Note: To learn more about the LLM and to modify its behavior, refer to the Configuring LLM settings section.
Sub-Agents
1. User Request Interpreter
- Role:Input Analyzer
- Scope:Normalizes user input into structured instructions for the retriever.
- Description: Extracts objectives (for example, "top products in France") and removes noise, ensuring the downstream agents receive clear parameters.
2. Purchase Data Retriever
- Role:Database Reader
- Scope:Retrieves raw records from the SQL purchase database.
- Description: Inspects the schema and extracts fields like user_id, product_category, and quantity, maintaining all relational links.
3. Purchase Pattern Analyzer
- Role:Trend Analyzer
- Scope:Identifies buying patterns and summarizes demand signals.
- Description: Counts purchase occurrences and detects repeat-buy behavior. It determines the "strength" of the trend to decide the next routing path.
4. Recommendation Generator
- Role:Recommendation Engine
- Scope:Ranks and presents the final top-5 product recommendations.
- Description: Only triggered for high-density data.
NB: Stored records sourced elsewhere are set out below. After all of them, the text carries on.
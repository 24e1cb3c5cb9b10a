//! Game loop driver
//!
//! A dedicated thread runs lock → update → present as fast as the surface
//! allows, with no frame cap of its own. The owner stops it with a flag that
//! is checked once per iteration and waits for it with a bounded, retried
//! join. The session travels into the thread and comes back out on join.

use std::fmt;
use std::io;
use std::sync::Arc;
use std::sync::atomic::{AtomicBool, Ordering};
use std::sync::mpsc::{self, Receiver, RecvTimeoutError};
use std::thread::{self, JoinHandle};
use std::time::Duration;

use crate::platform::Surface;
use crate::session::Session;

/// How long each join attempt waits before logging and retrying
const JOIN_RETRY: Duration = Duration::from_millis(100);

#[derive(Debug)]
pub enum LoopError {
    /// A loop is already running for this surface
    AlreadyRunning,
    /// The OS refused to create the loop thread
    Spawn(io::Error),
    /// The loop thread panicked; its session is lost
    Panicked,
}

impl fmt::Display for LoopError {
    fn fmt(&self, f: &mut fmt::Formatter<'_>) -> fmt::Result {
        match self {
            LoopError::AlreadyRunning => write!(f, "game loop already running"),
            LoopError::Spawn(e) => write!(f, "failed to spawn game loop thread: {e}"),
            LoopError::Panicked => write!(f, "game loop thread panicked"),
        }
    }
}

impl std::error::Error for LoopError {
    fn source(&self) -> Option<&(dyn std::error::Error + 'static)> {
        match self {
            LoopError::Spawn(e) => Some(e),
            _ => None,
        }
    }
}

/// Failed start. The session is handed back untouched.
pub struct StartError {
    pub error: LoopError,
    pub session: Session,
}

impl fmt::Debug for StartError {
    fn fmt(&self, f: &mut fmt::Formatter<'_>) -> fmt::Result {
        f.debug_struct("StartError").field("error", &self.error).finish()
    }
}

/// Handle to a running loop thread
pub struct GameLoop {
    running: Arc<AtomicBool>,
    /// Disconnects when the loop thread exits, including by panic
    exited: Receiver<()>,
    handle: Option<JoinHandle<Option<Session>>>,
}

impl GameLoop {
    /// Spawn the loop thread. `Session::start` should already have been called.
    pub fn start<S: Surface + 'static>(
        session: Session,
        mut surface: S,
    ) -> Result<Self, StartError> {
        let running = Arc::new(AtomicBool::new(true));
        let (session_tx, session_rx) = mpsc::channel::<Session>();
        let (exit_tx, exited) = mpsc::channel::<()>();

        let flag = Arc::clone(&running);
        let spawned = thread::Builder::new()
            .name("game-loop".to_string())
            .spawn(move || {
                let _exit_guard = exit_tx;
                let mut session = session_rx.recv().ok()?;
                log::info!("Game loop running");

                let mut frames: u64 = 0;
                while flag.load(Ordering::Acquire) {
                    if !surface.acquire() {
                        log::trace!("Surface unavailable, skipping iteration");
                        continue;
                    }
                    session.update();
                    surface.present(&session.frame());
                    frames += 1;
                }

                session.shutdown();
                log::info!("Game loop exited after {} frames", frames);
                Some(session)
            });

        let handle = match spawned {
            Ok(handle) => handle,
            Err(e) => {
                return Err(StartError {
                    error: LoopError::Spawn(e),
                    session,
                });
            }
        };

        if let Err(mpsc::SendError(session)) = session_tx.send(session) {
            // Receiver only goes away if the thread died before reading
            let _ = handle.join();
            return Err(StartError {
                error: LoopError::Panicked,
                session,
            });
        }

        Ok(Self {
            running,
            exited,
            handle: Some(handle),
        })
    }

    /// Ask the loop to exit after its current iteration
    pub fn stop(&self) {
        self.running.store(false, Ordering::Release);
    }

    pub fn is_running(&self) -> bool {
        self.handle.as_ref().is_some_and(|h| !h.is_finished())
    }

    /// Stop the loop and wait for it to exit, returning the session.
    ///
    /// Waits in bounded slices and retries until the thread is gone; the
    /// wait is never abandoned.
    pub fn join(mut self) -> Result<Session, LoopError> {
        self.stop();
        self.wait_for_exit();
        let handle = self.handle.take().ok_or(LoopError::Panicked)?;
        match handle.join() {
            Ok(Some(session)) => Ok(session),
            Ok(None) | Err(_) => Err(LoopError::Panicked),
        }
    }

    fn wait_for_exit(&self) {
        let mut attempts: u32 = 0;
        loop {
            match self.exited.recv_timeout(JOIN_RETRY) {
                Ok(()) | Err(RecvTimeoutError::Disconnected) => break,
                Err(RecvTimeoutError::Timeout) => {
                    attempts += 1;
                    log::debug!("Waiting for game loop to exit (attempt {})", attempts);
                }
            }
        }
    }
}

impl Drop for GameLoop {
    fn drop(&mut self) {
        if let Some(handle) = self.handle.take() {
            self.stop();
            self.wait_for_exit();
            if handle.join().is_err() {
                log::warn!("Game loop thread panicked");
            }
        }
    }
}

#[cfg(test)]
mod tests {
    use super::*;
    use crate::audio::NullAudio;
    use crate::persistence::MemoryStore;
    use crate::platform::{HeadlessSurface, HostInput};
    use crate::renderer::Frame;
    use crate::settings::Settings;
    use crate::sim::Viewport;
    use std::time::Instant;

    fn session() -> Session {
        let settings = Settings {
            seed: Some(5),
            ..Default::default()
        };
        Session::new(
            &settings,
            Viewport::new(1000, 2000),
            Box::new(MemoryStore::default()),
            Box::new(NullAudio),
            Arc::new(HostInput::new()),
        )
    }

    fn wait_for_frames(monitor: &crate::platform::SurfaceMonitor, n: u64) {
        let deadline = Instant::now() + Duration::from_secs(10);
        while monitor.frames() < n && Instant::now() < deadline {
            thread::sleep(Duration::from_millis(1));
        }
    }

    #[test]
    fn test_loop_runs_until_joined() {
        let (surface, monitor) = HeadlessSurface::new(Some(Duration::from_millis(1)));
        let game_loop = GameLoop::start(session(), surface).unwrap();
        wait_for_frames(&monitor, 3);
        assert!(game_loop.is_running());

        let session = game_loop.join().unwrap();
        let frames = monitor.frames();
        assert!(frames >= 3);
        assert!(session.state().time_ticks >= 3);

        // Nothing is presented after join returns
        thread::sleep(Duration::from_millis(20));
        assert_eq!(monitor.frames(), frames);
    }

    struct FlakySurface {
        calls: u32,
        presented: Arc<std::sync::atomic::AtomicU32>,
    }

    impl Surface for FlakySurface {
        fn acquire(&mut self) -> bool {
            self.calls += 1;
            thread::sleep(Duration::from_millis(1));
            self.calls % 2 == 0
        }

        fn present(&mut self, _frame: &Frame) {
            self.presented.fetch_add(1, Ordering::AcqRel);
        }
    }

    #[test]
    fn test_unavailable_surface_skips_iteration() {
        let presented = Arc::new(std::sync::atomic::AtomicU32::new(0));
        let surface = FlakySurface {
            calls: 0,
            presented: Arc::clone(&presented),
        };
        let mut session = session();
        // Park the ship left of every asteroid column so the game never ends
        session.state_mut().ship.pos = glam::Vec2::new(-10_000.0, 0.0);
        let game_loop = GameLoop::start(session, surface).unwrap();
        let deadline = Instant::now() + Duration::from_secs(10);
        while presented.load(Ordering::Acquire) < 4 && Instant::now() < deadline {
            thread::sleep(Duration::from_millis(1));
        }
        let session = game_loop.join().unwrap();
        // Only iterations with a surface tick the simulation
        assert_eq!(session.state().time_ticks, presented.load(Ordering::Acquire) as u64);
    }

    struct SlowSurface {
        presented: Arc<std::sync::atomic::AtomicU32>,
    }

    impl Surface for SlowSurface {
        fn acquire(&mut self) -> bool {
            // Several join slices long
            thread::sleep(Duration::from_millis(350));
            true
        }

        fn present(&mut self, _frame: &Frame) {
            self.presented.fetch_add(1, Ordering::AcqRel);
        }
    }

    #[test]
    fn test_join_outlasts_slow_iteration() {
        let presented = Arc::new(std::sync::atomic::AtomicU32::new(0));
        let surface = SlowSurface {
            presented: Arc::clone(&presented),
        };
        let mut session = session();
        session.state_mut().ship.pos = glam::Vec2::new(-10_000.0, 0.0);
        let game_loop = GameLoop::start(session, surface).unwrap();

        let deadline = Instant::now() + Duration::from_secs(10);
        while presented.load(Ordering::Acquire) == 0 && Instant::now() < deadline {
            thread::sleep(Duration::from_millis(1));
        }

        // The loop is now asleep in the next acquire, well past one wait slice
        let started = Instant::now();
        let session = game_loop.join().unwrap();
        assert!(started.elapsed() >= JOIN_RETRY);

        let frames = presented.load(Ordering::Acquire);
        assert_eq!(session.state().time_ticks, frames as u64);
        thread::sleep(Duration::from_millis(400));
        assert_eq!(presented.load(Ordering::Acquire), frames);
    }

    struct PanickingSurface;

    impl Surface for PanickingSurface {
        fn acquire(&mut self) -> bool {
            panic!("surface lost");
        }

        fn present(&mut self, _frame: &Frame) {}
    }

    #[test]
    fn test_panicking_loop_reports_error() {
        let game_loop = GameLoop::start(session(), PanickingSurface).unwrap();
        assert!(matches!(game_loop.join(), Err(LoopError::Panicked)));
    }
}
It provides Product IDs, names, and the specific reason for each recommendation.
5. Fallback Recommendation Advisor
- Role:Suggestion Generator
- Scope:Provides suggestions based on limited signals or category-level trends.
- Description: Triggered when trends are weak. It explains that recommendations are advisory and based on moderate activity rather than high frequency.
- SQL Toolkit: Connects to stock_recommender.sql to retrieve historical transaction data across the Users, Products, and Purchases tables.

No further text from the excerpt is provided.